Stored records
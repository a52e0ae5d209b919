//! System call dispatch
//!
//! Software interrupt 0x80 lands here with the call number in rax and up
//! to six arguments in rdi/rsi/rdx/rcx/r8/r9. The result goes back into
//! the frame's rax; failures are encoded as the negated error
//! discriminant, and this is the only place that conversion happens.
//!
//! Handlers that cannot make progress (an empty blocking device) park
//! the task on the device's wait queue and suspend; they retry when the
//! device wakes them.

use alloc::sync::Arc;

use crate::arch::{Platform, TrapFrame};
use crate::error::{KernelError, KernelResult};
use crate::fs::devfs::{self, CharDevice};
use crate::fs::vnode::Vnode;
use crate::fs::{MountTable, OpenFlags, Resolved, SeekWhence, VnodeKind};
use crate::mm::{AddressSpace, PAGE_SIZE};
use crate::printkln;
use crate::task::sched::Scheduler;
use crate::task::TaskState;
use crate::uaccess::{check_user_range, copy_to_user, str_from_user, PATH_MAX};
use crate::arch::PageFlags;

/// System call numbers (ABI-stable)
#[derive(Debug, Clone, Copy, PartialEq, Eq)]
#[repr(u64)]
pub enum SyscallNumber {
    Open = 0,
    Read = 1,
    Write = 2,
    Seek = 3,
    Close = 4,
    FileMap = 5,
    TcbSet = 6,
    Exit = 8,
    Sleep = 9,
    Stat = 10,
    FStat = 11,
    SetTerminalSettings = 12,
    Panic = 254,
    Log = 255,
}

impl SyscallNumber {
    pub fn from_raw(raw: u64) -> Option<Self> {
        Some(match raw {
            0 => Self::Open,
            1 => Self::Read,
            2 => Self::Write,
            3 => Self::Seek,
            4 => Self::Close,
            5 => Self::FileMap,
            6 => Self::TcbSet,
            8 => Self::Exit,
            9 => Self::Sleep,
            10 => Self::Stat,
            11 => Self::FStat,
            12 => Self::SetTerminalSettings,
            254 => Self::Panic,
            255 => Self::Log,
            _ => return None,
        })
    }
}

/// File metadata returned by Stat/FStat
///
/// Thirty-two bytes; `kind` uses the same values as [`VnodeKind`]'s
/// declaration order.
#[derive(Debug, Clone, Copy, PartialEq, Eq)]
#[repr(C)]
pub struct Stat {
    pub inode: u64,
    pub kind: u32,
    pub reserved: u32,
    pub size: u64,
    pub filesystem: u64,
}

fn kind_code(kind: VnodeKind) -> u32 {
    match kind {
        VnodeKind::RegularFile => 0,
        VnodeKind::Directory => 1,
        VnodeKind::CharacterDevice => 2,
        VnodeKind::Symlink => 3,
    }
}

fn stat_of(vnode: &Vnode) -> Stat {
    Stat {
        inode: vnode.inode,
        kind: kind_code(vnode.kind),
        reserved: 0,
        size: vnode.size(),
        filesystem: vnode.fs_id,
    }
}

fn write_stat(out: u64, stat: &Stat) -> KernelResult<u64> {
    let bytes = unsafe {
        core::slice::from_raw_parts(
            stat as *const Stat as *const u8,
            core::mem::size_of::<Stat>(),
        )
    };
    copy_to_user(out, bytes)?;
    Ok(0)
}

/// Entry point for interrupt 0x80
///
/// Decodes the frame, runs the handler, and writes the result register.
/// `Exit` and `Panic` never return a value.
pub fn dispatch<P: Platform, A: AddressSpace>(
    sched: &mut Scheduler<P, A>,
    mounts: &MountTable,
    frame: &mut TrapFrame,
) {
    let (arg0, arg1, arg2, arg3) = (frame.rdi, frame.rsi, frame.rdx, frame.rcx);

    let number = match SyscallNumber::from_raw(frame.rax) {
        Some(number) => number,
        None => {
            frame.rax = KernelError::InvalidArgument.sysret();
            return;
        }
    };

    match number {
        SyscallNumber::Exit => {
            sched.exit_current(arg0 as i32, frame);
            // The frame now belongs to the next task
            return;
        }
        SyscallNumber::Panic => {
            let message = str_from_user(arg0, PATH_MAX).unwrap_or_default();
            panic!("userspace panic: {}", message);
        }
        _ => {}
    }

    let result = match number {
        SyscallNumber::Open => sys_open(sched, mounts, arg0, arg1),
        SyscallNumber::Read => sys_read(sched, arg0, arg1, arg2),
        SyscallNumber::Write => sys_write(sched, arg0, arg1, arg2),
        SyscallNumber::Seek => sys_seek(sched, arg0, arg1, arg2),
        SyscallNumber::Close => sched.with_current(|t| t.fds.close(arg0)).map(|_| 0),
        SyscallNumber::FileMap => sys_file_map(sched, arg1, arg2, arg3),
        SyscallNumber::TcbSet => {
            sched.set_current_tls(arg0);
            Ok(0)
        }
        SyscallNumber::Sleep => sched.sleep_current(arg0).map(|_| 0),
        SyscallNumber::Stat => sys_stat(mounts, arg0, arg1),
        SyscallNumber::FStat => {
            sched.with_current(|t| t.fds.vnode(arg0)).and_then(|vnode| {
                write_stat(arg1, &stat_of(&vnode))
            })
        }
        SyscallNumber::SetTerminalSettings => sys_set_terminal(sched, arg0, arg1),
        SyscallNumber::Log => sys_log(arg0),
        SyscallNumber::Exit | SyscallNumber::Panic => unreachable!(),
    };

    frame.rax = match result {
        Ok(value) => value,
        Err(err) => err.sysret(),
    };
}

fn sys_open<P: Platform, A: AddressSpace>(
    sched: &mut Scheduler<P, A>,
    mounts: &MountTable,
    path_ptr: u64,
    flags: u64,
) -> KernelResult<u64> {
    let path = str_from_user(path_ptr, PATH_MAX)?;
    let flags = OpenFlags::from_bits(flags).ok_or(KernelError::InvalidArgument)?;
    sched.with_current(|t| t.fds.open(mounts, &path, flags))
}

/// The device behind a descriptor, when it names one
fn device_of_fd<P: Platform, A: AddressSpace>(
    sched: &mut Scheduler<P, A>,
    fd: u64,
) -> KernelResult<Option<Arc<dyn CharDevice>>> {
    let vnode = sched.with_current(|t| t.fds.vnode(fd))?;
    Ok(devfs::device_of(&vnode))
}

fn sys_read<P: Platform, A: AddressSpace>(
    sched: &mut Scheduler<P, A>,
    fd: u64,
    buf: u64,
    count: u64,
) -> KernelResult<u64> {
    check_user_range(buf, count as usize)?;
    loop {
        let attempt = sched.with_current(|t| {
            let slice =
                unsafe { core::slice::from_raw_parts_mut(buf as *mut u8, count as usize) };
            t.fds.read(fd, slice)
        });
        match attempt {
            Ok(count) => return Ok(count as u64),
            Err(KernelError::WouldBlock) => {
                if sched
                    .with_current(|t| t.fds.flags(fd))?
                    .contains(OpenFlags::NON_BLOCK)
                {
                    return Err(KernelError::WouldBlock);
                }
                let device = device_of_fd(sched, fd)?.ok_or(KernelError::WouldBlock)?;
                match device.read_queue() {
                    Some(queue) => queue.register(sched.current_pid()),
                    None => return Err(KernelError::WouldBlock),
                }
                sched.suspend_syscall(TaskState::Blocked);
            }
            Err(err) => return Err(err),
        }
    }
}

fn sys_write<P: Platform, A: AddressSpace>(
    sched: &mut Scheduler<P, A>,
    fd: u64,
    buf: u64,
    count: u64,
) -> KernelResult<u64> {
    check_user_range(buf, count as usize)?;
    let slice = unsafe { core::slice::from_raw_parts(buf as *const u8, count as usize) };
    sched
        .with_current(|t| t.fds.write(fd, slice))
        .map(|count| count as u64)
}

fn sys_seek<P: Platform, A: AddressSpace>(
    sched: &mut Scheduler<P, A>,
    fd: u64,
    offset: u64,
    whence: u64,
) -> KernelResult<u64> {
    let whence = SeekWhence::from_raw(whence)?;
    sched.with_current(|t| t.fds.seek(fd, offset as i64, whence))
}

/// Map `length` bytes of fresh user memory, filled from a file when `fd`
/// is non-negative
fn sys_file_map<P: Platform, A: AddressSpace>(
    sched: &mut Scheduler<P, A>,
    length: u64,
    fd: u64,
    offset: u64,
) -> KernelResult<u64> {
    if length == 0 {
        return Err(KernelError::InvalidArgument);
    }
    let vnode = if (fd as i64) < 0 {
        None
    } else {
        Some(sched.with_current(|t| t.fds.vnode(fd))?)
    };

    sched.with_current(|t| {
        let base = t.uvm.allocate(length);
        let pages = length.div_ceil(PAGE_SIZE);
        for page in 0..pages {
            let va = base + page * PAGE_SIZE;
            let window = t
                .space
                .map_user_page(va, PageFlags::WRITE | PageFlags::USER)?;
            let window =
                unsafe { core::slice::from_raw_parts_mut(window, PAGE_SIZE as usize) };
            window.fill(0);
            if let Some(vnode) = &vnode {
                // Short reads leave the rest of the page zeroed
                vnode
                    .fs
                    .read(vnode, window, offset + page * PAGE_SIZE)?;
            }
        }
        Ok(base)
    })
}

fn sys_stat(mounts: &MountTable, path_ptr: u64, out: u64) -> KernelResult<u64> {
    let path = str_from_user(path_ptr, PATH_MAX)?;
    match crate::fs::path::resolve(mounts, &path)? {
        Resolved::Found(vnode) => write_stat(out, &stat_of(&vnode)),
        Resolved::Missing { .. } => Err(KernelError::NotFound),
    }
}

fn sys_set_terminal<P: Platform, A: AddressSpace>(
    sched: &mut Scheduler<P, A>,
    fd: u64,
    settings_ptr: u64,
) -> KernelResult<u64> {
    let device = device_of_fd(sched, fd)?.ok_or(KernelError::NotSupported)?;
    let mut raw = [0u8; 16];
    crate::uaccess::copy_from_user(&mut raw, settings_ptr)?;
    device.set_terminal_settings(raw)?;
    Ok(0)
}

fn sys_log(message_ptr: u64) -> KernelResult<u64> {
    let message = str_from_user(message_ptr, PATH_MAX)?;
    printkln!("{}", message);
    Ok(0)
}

...

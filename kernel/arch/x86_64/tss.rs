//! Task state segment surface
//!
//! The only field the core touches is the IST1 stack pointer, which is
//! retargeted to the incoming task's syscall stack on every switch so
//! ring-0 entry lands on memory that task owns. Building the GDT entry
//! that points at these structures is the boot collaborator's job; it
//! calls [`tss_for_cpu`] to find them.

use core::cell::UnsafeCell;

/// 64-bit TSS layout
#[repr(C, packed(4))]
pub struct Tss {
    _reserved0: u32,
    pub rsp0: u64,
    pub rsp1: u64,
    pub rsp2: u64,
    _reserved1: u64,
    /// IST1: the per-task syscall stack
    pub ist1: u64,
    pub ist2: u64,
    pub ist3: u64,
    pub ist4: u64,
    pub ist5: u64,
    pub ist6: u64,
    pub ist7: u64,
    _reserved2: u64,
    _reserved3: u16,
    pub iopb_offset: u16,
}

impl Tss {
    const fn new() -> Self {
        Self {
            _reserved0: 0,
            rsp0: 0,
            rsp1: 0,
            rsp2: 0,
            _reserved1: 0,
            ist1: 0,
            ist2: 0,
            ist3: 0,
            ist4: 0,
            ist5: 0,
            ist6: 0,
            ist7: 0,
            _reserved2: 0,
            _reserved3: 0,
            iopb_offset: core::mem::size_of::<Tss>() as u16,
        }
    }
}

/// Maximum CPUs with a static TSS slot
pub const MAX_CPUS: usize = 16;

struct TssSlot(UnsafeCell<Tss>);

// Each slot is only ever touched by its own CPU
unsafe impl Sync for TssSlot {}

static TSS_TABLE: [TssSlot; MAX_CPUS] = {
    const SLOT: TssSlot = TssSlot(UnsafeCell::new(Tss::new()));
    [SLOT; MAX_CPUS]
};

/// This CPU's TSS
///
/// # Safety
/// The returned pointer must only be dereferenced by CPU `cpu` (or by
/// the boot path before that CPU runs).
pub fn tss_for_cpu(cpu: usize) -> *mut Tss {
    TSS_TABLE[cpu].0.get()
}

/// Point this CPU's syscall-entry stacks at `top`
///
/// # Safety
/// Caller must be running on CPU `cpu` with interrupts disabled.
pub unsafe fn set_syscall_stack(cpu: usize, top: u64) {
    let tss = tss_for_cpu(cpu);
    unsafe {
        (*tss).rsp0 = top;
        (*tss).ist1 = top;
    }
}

==

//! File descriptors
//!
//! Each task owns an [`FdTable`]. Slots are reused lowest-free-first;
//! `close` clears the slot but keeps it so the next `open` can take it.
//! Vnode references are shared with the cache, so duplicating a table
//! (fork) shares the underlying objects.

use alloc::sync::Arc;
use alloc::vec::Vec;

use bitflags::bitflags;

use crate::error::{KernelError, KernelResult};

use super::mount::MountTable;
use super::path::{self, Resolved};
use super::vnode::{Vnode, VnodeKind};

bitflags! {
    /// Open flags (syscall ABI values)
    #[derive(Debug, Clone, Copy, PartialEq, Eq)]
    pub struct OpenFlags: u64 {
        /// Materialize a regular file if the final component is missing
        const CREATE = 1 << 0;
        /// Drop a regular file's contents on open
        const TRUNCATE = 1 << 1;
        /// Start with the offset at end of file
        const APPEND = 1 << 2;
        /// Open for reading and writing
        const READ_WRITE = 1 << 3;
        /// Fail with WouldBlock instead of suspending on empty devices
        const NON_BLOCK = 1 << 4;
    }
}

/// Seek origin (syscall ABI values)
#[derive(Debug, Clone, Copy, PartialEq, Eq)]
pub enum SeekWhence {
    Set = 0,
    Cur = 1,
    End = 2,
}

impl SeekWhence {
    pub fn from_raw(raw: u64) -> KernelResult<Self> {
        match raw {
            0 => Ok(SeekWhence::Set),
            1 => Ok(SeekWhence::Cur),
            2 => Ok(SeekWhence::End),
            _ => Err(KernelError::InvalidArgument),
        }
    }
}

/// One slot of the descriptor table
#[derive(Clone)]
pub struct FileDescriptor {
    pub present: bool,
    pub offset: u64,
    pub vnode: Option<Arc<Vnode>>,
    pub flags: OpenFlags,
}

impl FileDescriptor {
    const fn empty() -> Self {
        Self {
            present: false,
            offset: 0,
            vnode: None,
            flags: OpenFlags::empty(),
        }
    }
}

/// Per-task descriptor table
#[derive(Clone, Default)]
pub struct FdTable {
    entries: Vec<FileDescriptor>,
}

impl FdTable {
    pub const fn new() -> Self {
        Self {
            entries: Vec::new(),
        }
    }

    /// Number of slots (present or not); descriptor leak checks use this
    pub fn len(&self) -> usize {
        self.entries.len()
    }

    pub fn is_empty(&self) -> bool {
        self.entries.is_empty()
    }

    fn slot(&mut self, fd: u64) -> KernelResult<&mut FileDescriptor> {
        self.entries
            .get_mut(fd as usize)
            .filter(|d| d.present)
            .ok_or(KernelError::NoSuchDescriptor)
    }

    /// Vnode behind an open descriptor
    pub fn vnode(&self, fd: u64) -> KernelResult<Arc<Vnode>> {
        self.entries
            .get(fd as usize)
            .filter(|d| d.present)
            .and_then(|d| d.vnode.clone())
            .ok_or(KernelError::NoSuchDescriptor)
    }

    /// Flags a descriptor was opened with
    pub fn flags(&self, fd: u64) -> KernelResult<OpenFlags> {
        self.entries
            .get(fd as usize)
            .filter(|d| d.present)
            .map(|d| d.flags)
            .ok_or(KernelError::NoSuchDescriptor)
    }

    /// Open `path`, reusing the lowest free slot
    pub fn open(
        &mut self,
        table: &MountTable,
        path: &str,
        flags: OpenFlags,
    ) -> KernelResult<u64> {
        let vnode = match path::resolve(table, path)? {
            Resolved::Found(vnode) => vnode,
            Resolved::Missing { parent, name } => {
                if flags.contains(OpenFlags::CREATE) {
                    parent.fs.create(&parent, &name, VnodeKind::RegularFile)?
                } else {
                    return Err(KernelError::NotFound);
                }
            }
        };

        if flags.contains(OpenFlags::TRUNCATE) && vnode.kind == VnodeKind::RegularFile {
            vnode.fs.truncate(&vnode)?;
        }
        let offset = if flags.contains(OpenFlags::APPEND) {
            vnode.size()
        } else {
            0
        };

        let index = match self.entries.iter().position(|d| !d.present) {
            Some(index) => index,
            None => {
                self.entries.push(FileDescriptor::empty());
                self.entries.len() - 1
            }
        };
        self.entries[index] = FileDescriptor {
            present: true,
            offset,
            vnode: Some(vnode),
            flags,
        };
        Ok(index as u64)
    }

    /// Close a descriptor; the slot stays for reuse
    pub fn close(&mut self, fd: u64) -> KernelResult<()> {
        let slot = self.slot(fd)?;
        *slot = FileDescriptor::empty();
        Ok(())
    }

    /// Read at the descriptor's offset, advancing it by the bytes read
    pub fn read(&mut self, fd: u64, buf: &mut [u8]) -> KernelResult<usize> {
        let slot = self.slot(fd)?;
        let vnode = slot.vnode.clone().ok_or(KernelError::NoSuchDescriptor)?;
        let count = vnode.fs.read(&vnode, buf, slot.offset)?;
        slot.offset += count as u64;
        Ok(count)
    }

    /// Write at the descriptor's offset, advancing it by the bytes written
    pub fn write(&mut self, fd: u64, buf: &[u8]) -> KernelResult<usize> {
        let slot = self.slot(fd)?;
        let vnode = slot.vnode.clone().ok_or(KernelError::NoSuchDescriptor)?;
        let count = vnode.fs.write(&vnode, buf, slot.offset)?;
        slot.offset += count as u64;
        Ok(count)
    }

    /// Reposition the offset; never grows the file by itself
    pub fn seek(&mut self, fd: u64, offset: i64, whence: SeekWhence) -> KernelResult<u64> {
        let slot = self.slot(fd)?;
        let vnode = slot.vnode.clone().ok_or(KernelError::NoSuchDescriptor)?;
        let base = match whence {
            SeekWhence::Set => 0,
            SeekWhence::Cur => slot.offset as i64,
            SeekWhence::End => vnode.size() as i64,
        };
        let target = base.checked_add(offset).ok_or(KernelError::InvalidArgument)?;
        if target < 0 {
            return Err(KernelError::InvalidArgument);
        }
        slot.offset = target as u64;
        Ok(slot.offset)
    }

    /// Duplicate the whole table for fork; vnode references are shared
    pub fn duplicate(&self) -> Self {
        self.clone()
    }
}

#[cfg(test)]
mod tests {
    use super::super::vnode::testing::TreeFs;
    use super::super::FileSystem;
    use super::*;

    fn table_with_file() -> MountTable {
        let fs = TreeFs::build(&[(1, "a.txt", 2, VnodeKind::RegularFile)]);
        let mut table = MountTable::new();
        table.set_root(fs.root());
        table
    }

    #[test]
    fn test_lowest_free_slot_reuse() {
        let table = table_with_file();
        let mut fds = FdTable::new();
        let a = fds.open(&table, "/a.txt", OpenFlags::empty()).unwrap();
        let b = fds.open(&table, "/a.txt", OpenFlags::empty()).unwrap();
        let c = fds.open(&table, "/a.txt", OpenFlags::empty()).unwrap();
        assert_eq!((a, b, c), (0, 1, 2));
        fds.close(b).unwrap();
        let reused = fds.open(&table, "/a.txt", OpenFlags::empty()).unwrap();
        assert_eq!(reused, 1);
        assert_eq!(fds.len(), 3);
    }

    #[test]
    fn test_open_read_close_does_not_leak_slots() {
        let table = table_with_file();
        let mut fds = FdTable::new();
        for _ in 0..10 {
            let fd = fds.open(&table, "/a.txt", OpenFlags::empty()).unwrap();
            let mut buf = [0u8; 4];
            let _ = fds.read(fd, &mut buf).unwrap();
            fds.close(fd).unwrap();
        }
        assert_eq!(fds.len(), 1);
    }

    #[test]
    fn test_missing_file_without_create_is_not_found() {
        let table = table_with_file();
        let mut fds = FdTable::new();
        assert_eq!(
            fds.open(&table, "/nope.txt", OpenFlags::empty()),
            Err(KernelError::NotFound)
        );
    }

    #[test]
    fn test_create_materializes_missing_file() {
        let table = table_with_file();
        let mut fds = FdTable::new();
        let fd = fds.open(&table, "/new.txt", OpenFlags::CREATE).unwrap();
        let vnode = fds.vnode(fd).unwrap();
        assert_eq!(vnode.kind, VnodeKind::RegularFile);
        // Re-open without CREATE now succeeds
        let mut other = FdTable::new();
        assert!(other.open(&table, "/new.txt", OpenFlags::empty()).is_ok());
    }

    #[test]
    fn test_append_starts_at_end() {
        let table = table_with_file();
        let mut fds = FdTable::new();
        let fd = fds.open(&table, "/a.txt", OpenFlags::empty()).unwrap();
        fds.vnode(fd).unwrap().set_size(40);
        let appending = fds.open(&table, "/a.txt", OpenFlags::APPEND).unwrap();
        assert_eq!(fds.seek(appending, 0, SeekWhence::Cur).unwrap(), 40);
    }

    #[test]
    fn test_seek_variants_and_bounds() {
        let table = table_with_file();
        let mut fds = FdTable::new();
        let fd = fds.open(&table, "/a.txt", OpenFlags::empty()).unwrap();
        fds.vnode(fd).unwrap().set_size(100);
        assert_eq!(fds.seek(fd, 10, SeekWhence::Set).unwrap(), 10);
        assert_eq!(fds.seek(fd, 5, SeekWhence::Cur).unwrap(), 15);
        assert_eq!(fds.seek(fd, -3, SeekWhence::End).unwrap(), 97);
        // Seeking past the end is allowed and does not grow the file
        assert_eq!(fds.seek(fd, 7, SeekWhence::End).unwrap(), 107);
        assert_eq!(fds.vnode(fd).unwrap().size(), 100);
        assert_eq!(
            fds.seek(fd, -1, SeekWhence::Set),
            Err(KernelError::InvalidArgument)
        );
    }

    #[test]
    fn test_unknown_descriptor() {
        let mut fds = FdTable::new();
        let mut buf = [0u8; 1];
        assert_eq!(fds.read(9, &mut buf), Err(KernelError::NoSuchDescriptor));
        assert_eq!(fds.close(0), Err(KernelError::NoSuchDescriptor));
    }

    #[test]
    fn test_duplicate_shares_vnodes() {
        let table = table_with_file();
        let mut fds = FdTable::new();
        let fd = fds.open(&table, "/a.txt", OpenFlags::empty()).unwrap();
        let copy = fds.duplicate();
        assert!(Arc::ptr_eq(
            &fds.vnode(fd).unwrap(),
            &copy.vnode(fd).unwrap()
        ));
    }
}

### PROBLEM:
Within the data above, the span starting at the line containing "let whence = SeekWhence::from_raw(whence)?;" and ending at the line containing "for page in" is to be retyped exactly, with no other lines.

### EXPECTED ANSWER:
    let whence = SeekWhence::from_raw(whence)?;
    sched.with_current(|t| t.fds.seek(fd, offset as i64, whence))
}

/// Map `length` bytes of fresh user memory, filled from a file when `fd`
/// is non-negative
fn sys_file_map<P: Platform, A: AddressSpace>(
    sched: &mut Scheduler<P, A>,
    length: u64,
    fd: u64,
    offset: u64,
) -> KernelResult<u64> {
    if length == 0 {
        return Err(KernelError::InvalidArgument);
    }
    let vnode = if (fd as i64) < 0 {
        None
    } else {
        Some(sched.with_current(|t| t.fds.vnode(fd))?)
    };

    sched.with_current(|t| {
        let base = t.uvm.allocate(length);
        let pages = length.div_ceil(PAGE_SIZE);
        for page in 0..pages {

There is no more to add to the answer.